Information shown →
┄┄┄┄┄┄

#[cfg(test)]
mod tests {
    use super::*;
    use crate::sourcemap::Sourcemap;
    use pretty_assertions::assert_eq;

    fn check(src: &str) -> Result<TypedNode> {
        let mut sourcemap = Sourcemap::default();
        let (_, result) = sourcemap.add_file("test.hyg", src);
        typecheck(&result.expect("failed to parse"))
    }

    fn check_ty(src: &str) -> Type {
        check(src).expect("failed to typecheck").ty
    }

    fn check_err(src: &str) -> TypeErrors {
        check(src).expect_err("expected a type error")
    }

    #[test]
    fn test_literals_and_arith() {
        assert_eq!(check_ty("2 + 3 * 4"), Type::Int);
        assert_eq!(check_ty("1.5f * 2.0f"), Type::Float);
        assert_eq!(check_ty("\"hi\""), Type::String);
        assert_eq!(check_ty("let x = 2 + 3 * 4; println(x)"), Type::Unit);
    }

    #[test]
    fn test_arith_operand_mismatch() {
        let errors = check_err("1 + true");
        assert!(matches!(
            errors[0].kind,
            TypeErrorKind::OperandMismatch { .. }
        ));
        // Mixed int/float operands are rejected too.
        check_err("1 + 2.0f");
    }

    #[test]
    fn test_rem_is_integer_only() {
        assert_eq!(check_ty("7 % 3"), Type::Int);
        check_err("7.0f % 3.0f");
    }

    #[test]
    fn test_neg_rejects_float() {
        assert_eq!(check_ty("-3"), Type::Int);
        let errors = check_err("-3.0f");
        assert!(matches!(
            errors[0].kind,
            TypeErrorKind::TypeMismatch { expected: Type::Int, .. }
        ));
    }

    #[test]
    fn test_errors_accumulate_across_siblings() {
        let errors = check_err("{ 1 + true; false * 2 }");
        assert_eq!(errors.len(), 2);
    }

    #[test]
    fn test_subtype_reflexive_and_width() {
        let env = TypingEnv::default();
        let narrow = Type::Struct(vec![StructField {
            mutable: true,
            id: "a".to_owned(),
            ty: Type::Int,
        }]);
        let wide = Type::Struct(vec![
            StructField {
                mutable: true,
                id: "a".to_owned(),
                ty: Type::Int,
            },
            StructField {
                mutable: true,
                id: "b".to_owned(),
                ty: Type::Bool,
            },
        ]);
        assert!(is_subtype(&env, &narrow, &narrow));
        assert!(is_subtype(&env, &wide, &narrow));
        assert!(!is_subtype(&env, &narrow, &wide));
    }

    #[test]
    fn test_subtype_mutable_fields_are_invariant() {
        let env = TypingEnv::default();
        let mutable = |ty| {
            Type::Struct(vec![StructField {
                mutable: true,
                id: "a".to_owned(),
                ty,
            }])
        };
        let immutable = |ty| {
            Type::Struct(vec![StructField {
                mutable: false,
                id: "a".to_owned(),
                ty,
            }])
        };
        // A mutable field satisfies an immutable one, not vice versa.
        assert!(is_subtype(&env, &mutable(Type::Int), &immutable(Type::Int)));
        assert!(!is_subtype(&env, &immutable(Type::Int), &mutable(Type::Int)));
        // Depth subtyping only through immutable fields.
        let wide = Type::Struct(vec![
            StructField {
                mutable: true,
                id: "x".to_owned(),
                ty: Type::Int,
            },
            StructField {
                mutable: true,
                id: "y".to_owned(),
                ty: Type::Int,
            },
        ]);
        let narrow = Type::Struct(vec![StructField {
            mutable: true,
            id: "x".to_owned(),
            ty: Type::Int,
        }]);
        assert!(is_subtype(&env, &immutable(wide.clone()), &immutable(narrow.clone())));
        assert!(!is_subtype(&env, &mutable(wide), &mutable(narrow)));
    }

    #[test]
    fn test_subtype_union_labels() {
        let env = TypingEnv::default();
        let small = Type::Union(vec![UnionCase {
            label: "A".to_owned(),
            ty: Type::Int,
        }]);
        let big = Type::Union(vec![
            UnionCase {
                label: "A".to_owned(),
                ty: Type::Int,
            },
            UnionCase {
                label: "B".to_owned(),
                ty: Type::Bool,
            },
        ]);
        assert!(is_subtype(&env, &small, &big));
        assert!(!is_subtype(&env, &big, &small));
    }

    #[test]
    fn test_subtype_transitivity_sample() {
        let env = TypingEnv::default();
        let f = |id: &str| StructField {
            mutable: false,
            id: id.to_owned(),
            ty: Type::Int,
        };
        let t1 = Type::Struct(vec![f("a"), f("b"), f("c")]);
        let t2 = Type::Struct(vec![f("a"), f("b")]);
        let t3 = Type::Struct(vec![f("a")]);
        assert!(is_subtype(&env, &t1, &t2));
        assert!(is_subtype(&env, &t2, &t3));
        assert!(is_subtype(&env, &t1, &t3));
    }

    #[test]
    fn test_subtype_recursive_aliases() {
        // Two structurally identical recursive list types relate through
        // the assumption set instead of diverging.
        let list = |name: &str| {
            Type::Union(vec![
                UnionCase {
                    label: "End".to_owned(),
                    ty: Type::Int,
                },
                UnionCase {
                    label: "Next".to_owned(),
                    ty: Type::Var(name.to_owned()),
                },
            ])
        };
        let env = TypingEnv::default()
            .bind_alias("L1", list("L1"))
            .bind_alias("L2", list("L2"));
        assert!(is_subtype(
            &env,
            &Type::Var("L1".to_owned()),
            &Type::Var("L2".to_owned())
        ));
    }

    #[test]
    fn test_struct_field_assignment_mutability() {
        // Scenario: assigning through a mutable field is fine, through an
        // immutable one is a type error at the assignment.
        let src_ok = "let p: struct { immutable a: int; b: int } = struct { a = 1; b = 2 }; \
                      p.b <- 5; println(p.a + p.b)";
        assert_eq!(check_ty(src_ok), Type::Unit);
        let src_bad = "let p: struct { immutable a: int; b: int } = struct { a = 1; b = 2 }; \
                       p.a <- 5; println(p.a + p.b)";
        let errors = check_err(src_bad);
        assert_eq!(
            errors[0].kind,
            TypeErrorKind::ImmutableAssignment("a".to_owned())
        );
    }

    #[test]
    fn test_assignment_requires_mutable_var() {
        let errors = check_err("let x = 1; x <- 2");
        assert_eq!(
            errors[0].kind,
            TypeErrorKind::ImmutableAssignment("x".to_owned())
        );
        assert_eq!(check_ty("let mutable x = 1; x <- 2"), Type::Int);
    }

    #[test]
    fn test_trivial_recursive_type_is_rejected() {
        let errors = check_err("type T = T; let x = 0; x");
        assert_eq!(errors[0].kind, TypeErrorKind::InvalidRecursion("T".to_owned()));
        assert!(errors[0].kind.to_string().contains("invalid recursive definition"));
    }

    #[test]
    fn test_recursive_union_type_checks() {
        let src = "type L = union { End: int; Next: L }; \
                   fun isEnd(x: L): bool = match x with { End{v} -> true; Next{rest} -> false }; \
                   assert(isEnd(End{3}))";
        assert_eq!(check_ty(src), Type::Unit);
    }

    #[test]
    fn test_alias_escape_is_rejected() {
        let errors = check_err("type L = union { End: int; Next: L }; (End{0} : L)");
        assert_eq!(errors[0].kind, TypeErrorKind::EscapingAlias("L".to_owned()));
        // A non-recursive alias expands away and may leave its scope.
        assert_eq!(check_ty("type T = int; (1 : T)"), Type::Var("T".to_owned()));
    }

    #[test]
    fn test_primitive_redefinition_and_redefinition() {
        assert_eq!(
            check_err("type int = bool; 0")[0].kind,
            TypeErrorKind::PrimitiveRedefinition("int".to_owned())
        );
        assert_eq!(
            check_err("type T = int; type T = bool; 0")[0].kind,
            TypeErrorKind::TypeRedefinition("T".to_owned())
        );
    }

    #[test]
    fn test_if_join_picks_less_specific_branch() {
        let env = TypingEnv::default();
        let src = "if true then struct { a = 1; b = 2 } else struct { a = 3 }";
        let ty = check_ty(src);
        // struct { a; b } <: struct { a }, so the join is the one-field type.
        assert!(is_subtype(&env, &ty, &Type::Struct(vec![StructField {
            mutable: true,
            id: "a".to_owned(),
            ty: Type::Int,
        }])));
        check_err("if true then 1 else false");
        check_err("if 1 then 2 else 3");
    }

    #[test]
    fn test_match_cases() {
        let src = "type L = union { End: int; Next: L }; \
                   let n = (Next{End{1}} : L); \
                   assert(match n with { End{v} -> false; Next{rest} -> true })";
        assert_eq!(check_ty(src), Type::Unit);
        let bad = "type U = union { A: int }; \
                   let u = (A{1} : U); \
                   match u with { B{x} -> 0 }";
        assert!(matches!(
            check_err(bad)[0].kind,
            TypeErrorKind::UnhandledMatchLabel { .. }
        ));
    }

    #[test]
    fn test_application() {
        assert_eq!(
            check_ty("fun add(x: int, y: int): int = x + y; add(1, 2)"),
            Type::Int
        );
        assert!(matches!(
            check_err("fun f(x: int): int = x; f(1, 2)")[0].kind,
            TypeErrorKind::ArityMismatch { expected: 1, actual: 2 }
        ));
        assert!(matches!(
            check_err("fun f(x: int): int = x; f(true)")[0].kind,
            TypeErrorKind::TypeMismatch { .. }
        ));
        assert!(matches!(
            check_err("let x = 1; x(2)")[0].kind,
            TypeErrorKind::NotAFunction(_)
        ));
    }

    #[test]
    fn test_duplicate_names() {
        assert!(matches!(
            check_err("struct { a = 1; a = 2 }")[0].kind,
            TypeErrorKind::DuplicateField(_)
        ));
        assert!(matches!(
            check_err("fun f(x: int, x: int): int = x; 0")[0].kind,
            TypeErrorKind::DuplicateParam(_)
        ));
        assert!(matches!(
            check_err("type U = union { A: int; A: bool }; 0")[0].kind,
            TypeErrorKind::DuplicateLabel(_)
        ));
    }

    #[test]
    fn test_syscalls() {
        assert_eq!(check_ty("syscall(1, 42)"), Type::Unit);
        assert_eq!(check_ty("syscall(9, 16)"), Type::Int);
        assert!(matches!(
            check_err("syscall(999)")[0].kind,
            TypeErrorKind::UnknownSyscall(999)
        ));
        assert!(matches!(
            check_err("syscall(1, true)")[0].kind,
            TypeErrorKind::TypeMismatch { .. }
        ));
        assert!(matches!(
            check_err("syscall(1)")[0].kind,
            TypeErrorKind::ArityMismatch { .. }
        ));
    }

    #[test]
    fn test_arrays() {
        assert_eq!(
            check_ty("let a = array(3, 7); arrayElem(a, 1)"),
            Type::Int
        );
        assert_eq!(check_ty("let a = array(3, 7); arrayLength(a)"), Type::Int);
        assert_eq!(check_ty("let a = array(3, 7); a[1] <- 9"), Type::Int);
        assert!(matches!(
            check_err("arrayLength(3)")[0].kind,
            TypeErrorKind::NotAnArray(_)
        ));
        assert!(matches!(
            check_err("array(true, 7)")[0].kind,
            TypeErrorKind::TypeMismatch { .. }
        ));
    }

    #[test]
    fn test_increment_requires_mutable_numeric_var() {
        assert_eq!(check_ty("let mutable x = 1; x++"), Type::Int);
        assert_eq!(check_ty("let mutable x = 1.0f; ++x"), Type::Float);
        assert_eq!(
            check_err("let x = 1; x++")[0].kind,
            TypeErrorKind::InvalidIncrement
        );
        assert_eq!(
            check_err("let mutable b = true; b++")[0].kind,
            TypeErrorKind::InvalidIncrement
        );
    }

    #[test]
    fn test_undefined_names() {
        assert_eq!(
            check_err("missing")[0].kind,
            TypeErrorKind::UndefinedVar("missing".to_owned())
        );
        assert_eq!(
            check_err("let x: Nope = 1; x")[0].kind,
            TypeErrorKind::UndefinedType("Nope".to_owned())
        );
    }

    #[test]
    fn test_every_node_snapshots_its_environment() {
        let typed = check("let x = 1; x + 2").unwrap();
        if let Expr::Let(_, _, scope) = &typed.expr {
            assert_eq!(scope.env.vars.get("x"), Some(&Type::Int));
        } else {
            panic!("expected a let");
        }
    }

    #[test]
    fn test_union_cons_widens_by_ascription() {
        let src = "type U = union { A: int; B: bool }; assert(match (A{1} : U) with { A{x} -> true; B{y} -> y })";
        assert_eq!(check_ty(src), Type::Unit);
    }
}
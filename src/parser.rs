//! Recursive-descent parser from the token stream to the untyped tree. The
//! grammar is expression-oriented: `let`/`type`/`fun` binders scope over the
//! remainder of the enclosing sequence.

use crate::ast::*;
use crate::lexer::{LexError, Lexer, Tok};
use codespan::{FileId, Span};

#[derive(Debug, Clone, PartialEq)]
pub struct ParseError {
    pub span: FileSpan,
    pub msg: String,
}

impl ParseError {
    fn from_lex(file_id: FileId, err: LexError) -> ParseError {
        ParseError {
            span: FileSpan::new(
                file_id,
                Span::new(err.index as u32, err.index as u32 + 1),
            ),
            msg: err.kind.to_string(),
        }
    }
}

pub type Result<T> = std::result::Result<T, ParseError>;

pub fn parse_program(
    file_id: FileId,
    program: &str,
) -> std::result::Result<UntypedNode, Vec<ParseError>> {
    let mut toks = vec![];
    let mut errors = vec![];
    for item in Lexer::new(program) {
        match item {
            Ok(span) => toks.push(span),
            Err(err) => errors.push(ParseError::from_lex(file_id, err)),
        }
    }
    if !errors.is_empty() {
        return Err(errors);
    }
    let mut parser = Parser {
        file_id,
        toks,
        pos: 0,
        last_end: 0,
    };
    let node = parser.parse_seq().map_err(|err| vec![err])?;
    match parser.peek() {
        None => Ok(node),
        Some(_) => Err(vec![parser.error_here("unexpected token after expression")]),
    }
}

struct Parser {
    file_id: FileId,
    toks: Vec<(usize, Tok, usize)>,
    pos: usize,
    last_end: usize,
}

/// A sequence item is either a plain expression or a binder whose scope is
/// the rest of the sequence.
enum SeqItem {
    Expr(UntypedNode),
    Binder(Binder),
}

enum Binder {
    Let {
        name: Spanned<String>,
        mutable: bool,
        pretype: Option<Pretype>,
        init: UntypedNode,
    },
    Type {
        name: Spanned<String>,
        def: Pretype,
    },
    Fun {
        name: Spanned<String>,
        params: Vec<LambdaParam>,
        ret: Pretype,
        body: UntypedNode,
    },
}
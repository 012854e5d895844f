//! # Config Loader
//!
//! Turns a broadcaster config file into a validated `BroadcasterBlueprint`.
//!
//! Files are TOML or JSON, picked by extension. Legacy key names such as
//! `zmq_output_port` are accepted inside their `[publisher]`, `[camera]`
//! and `[debug]` sections; flat top-level legacy maps are not.
//! Every load ends with semantic validation, so a blueprint returned from
//! here can be bound and started as is.
//!
//! ```no_run
//! use config_loader::ConfigLoader;
//! use std::path::Path;
//!
//! let blueprint = ConfigLoader::load_from_path(Path::new("broadcaster.toml"))?;
//! for port in blueprint.publisher.endpoint_ports() {
//!     println!("{} -> {}", blueprint.publisher.topic, port);
//! }
//! # Ok::<(), contracts::ContractError>(())
//! ```

mod parser;
mod validator;

pub use contracts::BroadcasterBlueprint;
pub use parser::ConfigFormat;

use contracts::ContractError;
use std::path::Path;

/// Entry point for reading and writing broadcaster configs
pub struct ConfigLoader;

impl ConfigLoader {
    /// Read, parse and validate the config at `path`
    ///
    /// # Errors
    /// `ConfigParse` for an unknown extension or bad syntax, `Io` if the file
    /// cannot be read, `ConfigValidation` naming the first bad field.
    pub fn load_from_path(path: &Path) -> Result<BroadcasterBlueprint, ContractError> {
        let format = ConfigFormat::from_path(path)?;
        let content = std::fs::read_to_string(path)?;
        Self::load_from_str(&content, format)
    }

    /// Parse and validate config text
    pub fn load_from_str(
        content: &str,
        format: ConfigFormat,
    ) -> Result<BroadcasterBlueprint, ContractError> {
        let blueprint = parser::parse(content, format)?;
        validator::validate(&blueprint)?;
        Ok(blueprint)
    }

    /// Re-check a blueprint after CLI overrides were applied to it
    pub fn validate(blueprint: &BroadcasterBlueprint) -> Result<(), ContractError> {
        validator::validate(blueprint)
    }

    pub fn to_toml(blueprint: &BroadcasterBlueprint) -> Result<String, ContractError> {
        Self::render(blueprint, ConfigFormat::Toml)
    }

    pub fn to_json(blueprint: &BroadcasterBlueprint) -> Result<String, ContractError> {
        Self::render(blueprint, ConfigFormat::Json)
    }

    /// Serialize `blueprint` in `format`, legacy aliases resolved
    pub fn render(
        blueprint: &BroadcasterBlueprint,
        format: ConfigFormat,
    ) -> Result<String, ContractError> {
        let rendered = match format {
            ConfigFormat::Toml => toml::to_string_pretty(blueprint).map_err(|e| e.to_string()),
            ConfigFormat::Json => serde_json::to_string_pretty(blueprint).map_err(|e| e.to_string()),
        };
        rendered.map_err(|e| ContractError::config_parse(format!("cannot render {format:?}: {e}")))
    }
}
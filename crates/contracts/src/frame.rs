//! Frame - FrameSource output
//!
//! A single encoded video frame as delivered by the capture device.

/// Encoded frame borrowed for the duration of one callback.
///
/// The payload is a borrow, so a consumer cannot keep it past the call that
/// delivered it; copy it into a [`crate::WireMessage`] instead.
#[derive(Debug, Clone, Copy, PartialEq, Eq)]
pub struct Frame<'a> {
    /// Device-assigned sequence number (opaque 64-bit counter)
    pub index: u64,

    /// Encoded payload, may be empty
    pub payload: &'a [u8],
}

impl<'a> Frame<'a> {
    /// Create a frame view
    pub fn new(index: u64, payload: &'a [u8]) -> Self {
        Self { index, payload }
    }

    /// Payload length in bytes
    pub fn len(&self) -> usize {
        self.payload.len()
    }

    /// Whether the payload is empty
    pub fn is_empty(&self) -> bool {
        self.payload.is_empty()
    }
}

┄┄┄┄┄┄

What you should do → Copy the lines of the entries above that mention "LexError".

Solution →
use crate::lexer::{LexError, Lexer, Tok};
    fn from_lex(file_id: FileId, err: LexError) -> ParseError {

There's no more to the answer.